In cleaning up the event record stuff and pushing some generic
functionality into libpcp and libpcp_pmda I've stumbled across something
that is broken in various ways in lots of places.
The issue is with PM_TYPE_AGGREGATE (but both of the related types
PM_TYPE_AGGREGATE_STATIC and PM_TYPE_EVENT are OK) and the way
__pmStuffValue is called from pmdaFetch in libpcp_pmda.
The aggr_len argument to __pmStuffValue is only ever used in the
PM_TYPE_AGGREGATE case, but in pmdaFetch the call to __pmStuffValue
unconditionally uses the value 0 for aggr_len and there is no way for
the pmdaFetchCallback method to return a value for aggr_len.
This has not been a problem to date because
a. PM_TYPE_AGGREGATE is rarely used, and
b. in the places where PM_TYPE_AGGREGATE is used it is either not in a
PMDA, or in a PMDA that over-rides the pmdaFetch method.
Here are my notes on possible fixes and implications thereof ... I'm
voting for Option 3 and would appreciate feedback from others.
Option 1.
Make pmdaFetchCallBack variadic
typedefaggrlen
int (*pmdaFetchCallBack)(pmdaMetric *, unsigned int, pmAtomValue *, ...);
so that aggr_len could be returned as needed for PM_TYPE_AGGREGATE
metrics.
Causes compilation warnings with current code that uses the old typedef
and is pretty obfuscated.
Option 2.
Change the pmdaFetchCallBack definition to
typedef
int (*pmdaFetchCallBack)(pmdaMetric *, unsigned int, pmAtomValue *, int *);
with the extra argument being a pointer to aggr_len, so that the
callback can set aggr_len when the metric type is PM_TYPE_AGGREGATE,
then aggr_len is used in the call to __pmStuffValue in pmdaFetch()

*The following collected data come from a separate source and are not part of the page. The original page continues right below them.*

//! Responder side of the disguise handshake

use super::{is_command, lines, Established, HandshakeError, HandshakeStage, LineIo};
use crate::crypto::{AuthToken, Secret};
use crate::protocol::{AUTH_MAX_AGE, HANDSHAKE_LINE_TIMEOUT};
use crate::transport::StartTls;
use std::net::IpAddr;
use std::sync::Arc;
use std::time::Duration;
use tokio::io::{AsyncRead, AsyncWrite};
use tracing::{debug, warn};

/// Source of per-user secrets and source address policy
pub trait Authenticator: Send + Sync {
    /// Secret for `username`; `None` stands for a legacy token without one
    fn secret_for(&self, username: Option<&str>) -> Option<Secret>;

    /// Whether `username` may connect from `peer`
    fn permits(&self, _username: &str, _peer: IpAddr) -> bool {
        true
    }
}

impl<A: Authenticator + ?Sized> Authenticator for Arc<A> {
    fn secret_for(&self, username: Option<&str>) -> Option<Secret> {
        (**self).secret_for(username)
    }

    fn permits(&self, username: &str, peer: IpAddr) -> bool {
        (**self).permits(username, peer)
    }
}

/// Drives the handshake from the server side
pub struct ServerHandshake<U, A> {
    hostname: String,
    upgrade: U,
    auth: A,
    max_age: u64,
    line_timeout: Duration,
}

impl<U, A: Authenticator> ServerHandshake<U, A> {
    pub fn new(hostname: impl Into<String>, upgrade: U, auth: A) -> Self {
        Self {
            hostname: hostname.into(),
            upgrade,
            auth,
            max_age: AUTH_MAX_AGE,
            line_timeout: HANDSHAKE_LINE_TIMEOUT,
        }
    }

    /// Token freshness window in seconds
    pub fn with_max_age(mut self, max_age: u64) -> Self {
        self.max_age = max_age;
        self
    }

    pub fn with_line_timeout(mut self, timeout: Duration) -> Self {
        self.line_timeout = timeout;
        self
    }

    pub fn hostname(&self) -> &str {
        &self.hostname
    }

    /// Run the handshake on an accepted connection from `peer`
    pub async fn run<S>(&self, stream: S, peer: IpAddr) -> Result<Established<U::Output>, HandshakeError>
    where
        S: AsyncRead + AsyncWrite + Unpin + Send + 'static,
        U: StartTls<S>,
    {
        let mut io = LineIo::with_timeout(stream, self.line_timeout);
        let host_line = format!("250-{}", self.hostname);

        io.write_line(&format!("220 {} ESMTP Postfix (Ubuntu)", self.hostname))
            .await?;

        let ehlo = io.read_line(HandshakeStage::Ehlo1).await?;
        if !is_command(&ehlo, "EHLO") && !is_command(&ehlo, "HELO") {
            return Err(HandshakeError::unexpected(HandshakeStage::Ehlo1, &ehlo));
        }
        io.write_lines(&[&host_line, lines::CAP_STARTTLS, lines::CAP_AUTH, lines::CAP_LAST])
            .await?;

        let starttls = io.read_line(HandshakeStage::StartTls).await?;
        if !starttls.trim().eq_ignore_ascii_case(lines::STARTTLS) {
            return Err(HandshakeError::unexpected(HandshakeStage::StartTls, &starttls));
        }
        io.write_line(lines::STARTTLS_READY).await?;

        let tls = self.upgrade.upgrade(io.into_plain()?).await?;
        let mut io = LineIo::with_timeout(tls, self.line_timeout);

        let ehlo = io.read_line(HandshakeStage::Ehlo2).await?;
        if !is_command(&ehlo, "EHLO") && !is_command(&ehlo, "HELO") {
            return Err(HandshakeError::unexpected(HandshakeStage::Ehlo2, &ehlo));
        }
        io.write_lines(&[&host_line, lines::CAP_AUTH, lines::CAP_LAST]).await?;

        let auth = io.read_line(HandshakeStage::Auth).await?;
        let username = match self.authenticate(&auth, peer) {
            Some(username) => username,
            None => {
                io.write_line(lines::AUTH_FAILED).await?;
                return Err(HandshakeError::AuthFailed);
            }
        };
        io.write_line(lines::AUTH_OK).await?;

        let binary = io.read_line(HandshakeStage::BinarySwitch).await?;
        if !binary.trim().eq_ignore_ascii_case(lines::BINARY) {
            return Err(HandshakeError::unexpected(HandshakeStage::BinarySwitch, &binary));
        }
        io.write_line(lines::BINARY_OK).await?;

        let (stream, leftover) = io.into_parts();
        Ok(Established {
            stream,
            leftover,
            username,
        })
    }

    /// Check an `AUTH PLAIN <token>` line; every failure looks the same on the wire
    fn authenticate(&self, line: &str, peer: IpAddr) -> Option<String> {
        let mut parts = line.split_whitespace();
        let (Some(command), Some(mechanism), Some(token)) = (parts.next(), parts.next(), parts.next())
        else {
            debug!(%peer, "AUTH line without token");
            return None;
        };
        if !command.eq_ignore_ascii_case("AUTH") || !mechanism.eq_ignore_ascii_case("PLAIN") {
            debug!(%peer, "Unsupported AUTH command");
            return None;
        }

        let username = match AuthToken::verify_now(token, |user| self.auth.secret_for(user), self.max_age) {
            Ok(username) => username,
            Err(e) => {
                warn!(%peer, "Authentication failed: {}", e);
                return None;
            }
        };

        if !self.auth.permits(&username, peer) {
            warn!(%peer, user = %username, "Source address not allowed");
            return None;
        }

        Some(username)
    }
}

#[cfg(test)]
mod tests {
    use super::*;
    use crate::handshake::testing::PlainUpgrade;
    use crate::handshake::ClientHandshake;
    use crate::protocol::MAX_LINE_LEN;
    use std::collections::HashMap;
    use std::net::Ipv4Addr;
    use tokio::io::{AsyncBufReadExt, AsyncWriteExt, BufReader, DuplexStream};

    struct Users {
        secrets: HashMap<String, Secret>,
        legacy: Option<Secret>,
        allowed: Option<IpAddr>,
    }

    impl Authenticator for Users {
        fn secret_for(&self, username: Option<&str>) -> Option<Secret> {
            match username {
                Some(user) => self.secrets.get(user).cloned(),
                None => self.legacy.clone(),
            }
        }

        fn permits(&self, _username: &str, peer: IpAddr) -> bool {
            self.allowed.map_or(true, |ip| ip == peer)
        }
    }

    fn users() -> Users {
        Users {
            secrets: HashMap::from([
                ("alice".to_string(), Secret::from("alice-secret")),
                ("bob".to_string(), Secret::from("bob-secret")),
            ]),
            legacy: Some(Secret::from("shared")),
            allowed: None,
        }
    }

    const PEER: IpAddr = IpAddr::V4(Ipv4Addr::new(192, 0, 2, 10));

    async fn run_pair(
        users: Users,
        secret: &str,
        username: Option<&str>,
    ) -> (
        Result<Established<DuplexStream>, HandshakeError>,
        Result<Established<DuplexStream>, HandshakeError>,
    ) {
        let (a, b) = tokio::io::duplex(16 * 1024);
        let server = ServerHandshake::new("mail.example.com", PlainUpgrade, users);
        let client = ClientHandshake::new(PlainUpgrade, Secret::from(secret), username.map(str::to_string));

        tokio::join!(server.run(a, PEER), client.run(b))
    }

    #[tokio::test]
    async fn test_full_handshake() {
        let (server, client) = run_pair(users(), "alice-secret", Some("alice")).await;
        let server = server.unwrap();
        let client = client.unwrap();

        assert_eq!(server.username, "alice");
        assert_eq!(client.username, "alice");
        assert!(server.leftover.is_empty());
    }

    #[tokio::test]
    async fn test_legacy_token() {
        let (server, client) = run_pair(users(), "shared", None).await;
        assert_eq!(server.unwrap().username, "");
        assert!(client.is_ok());
    }

    #[tokio::test]
    async fn test_wrong_secret_rejected() {
        let (server, client) = run_pair(users(), "bob-secret", Some("alice")).await;
        assert!(matches!(server, Err(HandshakeError::AuthFailed)));
        assert!(matches!(client, Err(HandshakeError::AuthFailed)));
    }

    #[tokio::test]
    async fn test_unknown_user_rejected() {
        let (server, client) = run_pair(users(), "whatever", Some("mallory")).await;
        assert!(matches!(server, Err(HandshakeError::AuthFailed)));
        assert!(matches!(client, Err(HandshakeError::AuthFailed)));
    }

    #[tokio::test]
    async fn test_source_address_policy() {
        let mut restricted = users();
        restricted.allowed = Some(IpAddr::V4(Ipv4Addr::new(198, 51, 100, 1)));

        let (server, client) = run_pair(restricted, "alice-secret", Some("alice")).await;
        assert!(matches!(server, Err(HandshakeError::AuthFailed)));
        assert!(matches!(client, Err(HandshakeError::AuthFailed)));
    }

    /// Scripted client checking the exact server lines
    #[tokio::test]
    async fn test_server_transcript() {
        let (a, b) = tokio::io::duplex(16 * 1024);
        let server = ServerHandshake::new("mx.example.org", PlainUpgrade, users());
        let task = tokio::spawn(async move { server.run(a, PEER).await.map(|e| e.leftover) });

        let mut b = BufReader::new(b);

        async fn line(b: &mut BufReader<DuplexStream>) -> String {
            let mut line = String::new();
            b.read_line(&mut line).await.unwrap();
            line
        }

        assert_eq!(line(&mut b).await, "220 mx.example.org ESMTP Postfix (Ubuntu)\r\n");
        b.write_all(b"ehlo checker\r\n").await.unwrap();
        assert_eq!(line(&mut b).await, "250-mx.example.org\r\n");
        assert_eq!(line(&mut b).await, "250-STARTTLS\r\n");
        assert_eq!(line(&mut b).await, "250-AUTH PLAIN LOGIN\r\n");
        assert_eq!(line(&mut b).await, "250 8BITMIME\r\n");

        b.write_all(b"STARTTLS\r\n").await.unwrap();
        assert_eq!(line(&mut b).await, "220 2.0.0 Ready to start TLS\r\n");

        b.write_all(b"EHLO checker\r\n").await.unwrap();
        assert_eq!(line(&mut b).await, "250-mx.example.org\r\n");
        assert_eq!(line(&mut b).await, "250-AUTH PLAIN LOGIN\r\n");
        assert_eq!(line(&mut b).await, "250 8BITMIME\r\n");

        let token = AuthToken::generate_now(&Secret::from("bob-secret"), Some("bob"));
        b.write_all(format!("AUTH PLAIN {}\r\n", token).as_bytes()).await.unwrap();
        assert_eq!(line(&mut b).await, "235 2.7.0 Authentication successful\r\n");

        // First frame pipelined behind BINARY
        b.write_all(b"BINARY\r\n\x01\x06\x00\x00\x00\x00").await.unwrap();
        assert_eq!(line(&mut b).await, "299 Binary mode activated\r\n");

        let leftover = task.await.unwrap().unwrap();
        assert_eq!(&leftover[..], &[1, 6, 0, 0, 0, 0]);
    }

    #[tokio::test]
    async fn test_stale_token_gets_generic_failure() {
        let (a, b) = tokio::io::duplex(16 * 1024);
        let server = ServerHandshake::new("mx", PlainUpgrade, users()).with_max_age(300);
        let task = tokio::spawn(async move { server.run(a, PEER).await.err() });

        let mut b = BufReader::new(b);
        let mut sink = String::new();
        b.read_line(&mut sink).await.unwrap();
        b.write_all(b"EHLO x\r\nSTARTTLS\r\n").await.unwrap();
        for _ in 0..5 {
            b.read_line(&mut sink).await.unwrap();
        }

        b.write_all(b"EHLO x\r\n").await.unwrap();
        for _ in 0..3 {
            b.read_line(&mut sink).await.unwrap();
        }

        let stale = AuthToken::generate(&Secret::from("alice-secret"), 1_000, Some("alice"));
        b.write_all(format!("AUTH PLAIN {}\r\n", stale).as_bytes()).await.unwrap();
        let mut reply = String::new();
        b.read_line(&mut reply).await.unwrap();
        assert_eq!(reply, "535 5.7.8 Authentication failed\r\n");

        assert!(matches!(task.await.unwrap(), Some(HandshakeError::AuthFailed)));
    }

    #[tokio::test]
    async fn test_binary_verb_is_case_insensitive() {
        let (a, b) = tokio::io::duplex(16 * 1024);
        let server = ServerHandshake::new("mx", PlainUpgrade, users());
        let task = tokio::spawn(async move { server.run(a, PEER).await.map(|e| e.username) });

        let mut b = BufReader::new(b);
        let mut sink = String::new();
        b.read_line(&mut sink).await.unwrap();
        b.write_all(b"EHLO x\r\nSTARTTLS\r\n").await.unwrap();
        for _ in 0..5 {
            b.read_line(&mut sink).await.unwrap();
        }

        b.write_all(b"EHLO x\r\n").await.unwrap();
        for _ in 0..3 {
            b.read_line(&mut sink).await.unwrap();
        }

        let token = AuthToken::generate_now(&Secret::from("alice-secret"), Some("alice"));
        b.write_all(format!("AUTH PLAIN {}\r\n", token).as_bytes()).await.unwrap();
        b.read_line(&mut sink).await.unwrap();

        b.write_all(b"binary\r\n").await.unwrap();
        let mut reply = String::new();
        b.read_line(&mut reply).await.unwrap();
        assert_eq!(reply, "299 Binary mode activated\r\n");
        assert_eq!(task.await.unwrap().unwrap(), "alice");
    }

    #[tokio::test]
    async fn test_plaintext_after_starttls_aborts() {
        let (a, b) = tokio::io::duplex(16 * 1024);
        let server = ServerHandshake::new("mx", PlainUpgrade, users());
        let task = tokio::spawn(async move { server.run(a, PEER).await.err() });

        let mut b = BufReader::new(b);
        let mut sink = String::new();
        b.read_line(&mut sink).await.unwrap();
        b.write_all(b"EHLO x\r\nSTARTTLS\r\nEHLO sneaky\r\n").await.unwrap();

        assert!(matches!(task.await.unwrap(), Some(HandshakeError::PipelinedData)));
    }

    #[tokio::test]
    async fn test_rejects_wrong_command() {
        let (a, b) = tokio::io::duplex(16 * 1024);
        let server = ServerHandshake::new("mx", PlainUpgrade, users());
        let task = tokio::spawn(async move { server.run(a, PEER).await.err() });

        let mut b = BufReader::new(b);
        let mut sink = String::new();
        b.read_line(&mut sink).await.unwrap();
        b.write_all(format!("MAIL FROM:<{}>\r\n", "a".repeat(MAX_LINE_LEN / 2)).as_bytes())
            .await
            .unwrap();

        let err = task.await.unwrap().unwrap();
        assert_eq!(err.stage(), Some(HandshakeStage::Ehlo1));
    }
}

Breaks no more code than Option 1, but is much clearer. But still 100%
ugly.
Option 3.
Change __pmStuffValue to drop the aggr_len parameter and change the
format for PM_TYPE_AGGREGATE accessed from a pmAtomValue so that
atom->vp points to a pmValueBlock which is dynamically allocated and the
vlen field there gives the length.
We need some simple arithmetic to calculate the length of the aggregate
and the address for the start of the aggregate (both skipping over the
pmValueBlock header).
This would make the format for a PM_TYPE_AGGREGATE value passed to
__pmStuffValue the same as for PM_TYPE_AGGREGATE_STATIC and
PM_TYPE_EVENT.
We could even change the definition of vp in pmAtomValue from void * to
pmValueBlock *, and rename it to vbp (because there is no other use for
the void * pointer).
This would break any caller of __pmStuffValue and anyone using the
current PM_TYPE_AGGREGATE pmAtomValue encoding regime.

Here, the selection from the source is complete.